### MATERIAL FOR THIS TASK

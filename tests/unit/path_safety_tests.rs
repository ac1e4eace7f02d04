use std::path::Path;

use bot_supervisor::sync::path_safety::{resolve_in, validate_worker_name};
use bot_supervisor::sync::writer::{local_hash, sha256_hex, write_atomic};
use bot_supervisor::AppError;

#[test]
fn resolves_plain_and_nested_names_inside_worker_dir() {
    let temp = tempfile::tempdir().expect("tempdir");
    let root = temp.path().canonicalize().expect("canonicalize");

    let plain = resolve_in(temp.path(), "index.js").expect("valid");
    let nested = resolve_in(temp.path(), "lib/./util.js").expect("valid");

    assert_eq!(plain, root.join("index.js"));
    assert_eq!(nested, root.join("lib").join("util.js"));
}

#[test]
fn rejects_traversal() {
    let temp = tempfile::tempdir().expect("tempdir");

    let shallow = resolve_in(temp.path(), "../secret.js");
    let deep = resolve_in(temp.path(), "lib/../../secret.js");

    assert!(matches!(shallow, Err(AppError::PathViolation(_))));
    assert!(matches!(deep, Err(AppError::PathViolation(_))));
}

#[test]
fn allows_traversal_that_stays_inside() {
    let temp = tempfile::tempdir().expect("tempdir");
    let root = temp.path().canonicalize().expect("canonicalize");

    let resolved = resolve_in(temp.path(), "lib/../index.js").expect("valid");

    assert_eq!(resolved, root.join("index.js"));
}

#[test]
fn rejects_absolute_and_empty_names() {
    let temp = tempfile::tempdir().expect("tempdir");

    assert!(matches!(
        resolve_in(temp.path(), "/etc/passwd"),
        Err(AppError::PathViolation(_))
    ));
    assert!(resolve_in(temp.path(), "").is_err());
    assert!(resolve_in(temp.path(), ".").is_err());
}

#[cfg(unix)]
#[test]
fn rejects_symlink_escape() {
    let outside = tempfile::tempdir().expect("outside");
    let temp = tempfile::tempdir().expect("tempdir");
    std::os::unix::fs::symlink(outside.path(), temp.path().join("link")).expect("symlink");

    let result = resolve_in(temp.path(), "link/payload.js");

    assert!(matches!(result, Err(AppError::PathViolation(_))));
}

#[test]
fn worker_names_must_be_single_components() {
    assert!(validate_worker_name("echo").is_ok());
    assert!(validate_worker_name("relay-2").is_ok());

    for bad in ["", ".", "..", "../echo", "a/b", "/abs"] {
        assert!(
            matches!(validate_worker_name(bad), Err(AppError::PathViolation(_))),
            "{bad:?} should be rejected"
        );
    }
}

#[test]
fn sha256_hex_is_lowercase_hex() {
    assert_eq!(
        sha256_hex(b"hello"),
        "2cf24dba5fb0a30e26e83b2ac5b9e29e1b161e5c1fa7425e73043362938b9824"
    );
}

#[test]
fn local_hash_of_missing_file_is_none() {
    let temp = tempfile::tempdir().expect("tempdir");

    assert_eq!(local_hash(&temp.path().join("missing.js")), None);
}

#[test]
fn write_atomic_creates_parents_and_replaces_content() {
    let temp = tempfile::tempdir().expect("tempdir");
    let target = temp.path().join("lib").join("util.js");

    write_atomic(&target, b"first").expect("first write");
    write_atomic(&target, b"second").expect("second write");

    assert_eq!(std::fs::read(&target).expect("read"), b"second");
    assert_eq!(local_hash(&target), Some(sha256_hex(b"second")));
    let leftovers = std::fs::read_dir(target.parent().unwrap_or(Path::new(".")))
        .expect("list")
        .count();
    assert_eq!(leftovers, 1, "no temporary files left behind");
}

######

→ **WHAT IS REQUIRED**: Copy out each line of the records above that includes "resolved".

→ **SOLUTION TO THE EXERCISE**:
    let resolved = resolve_in(temp.path(), "lib/../index.js").expect("valid");
    assert_eq!(resolved, root.join("index.js"));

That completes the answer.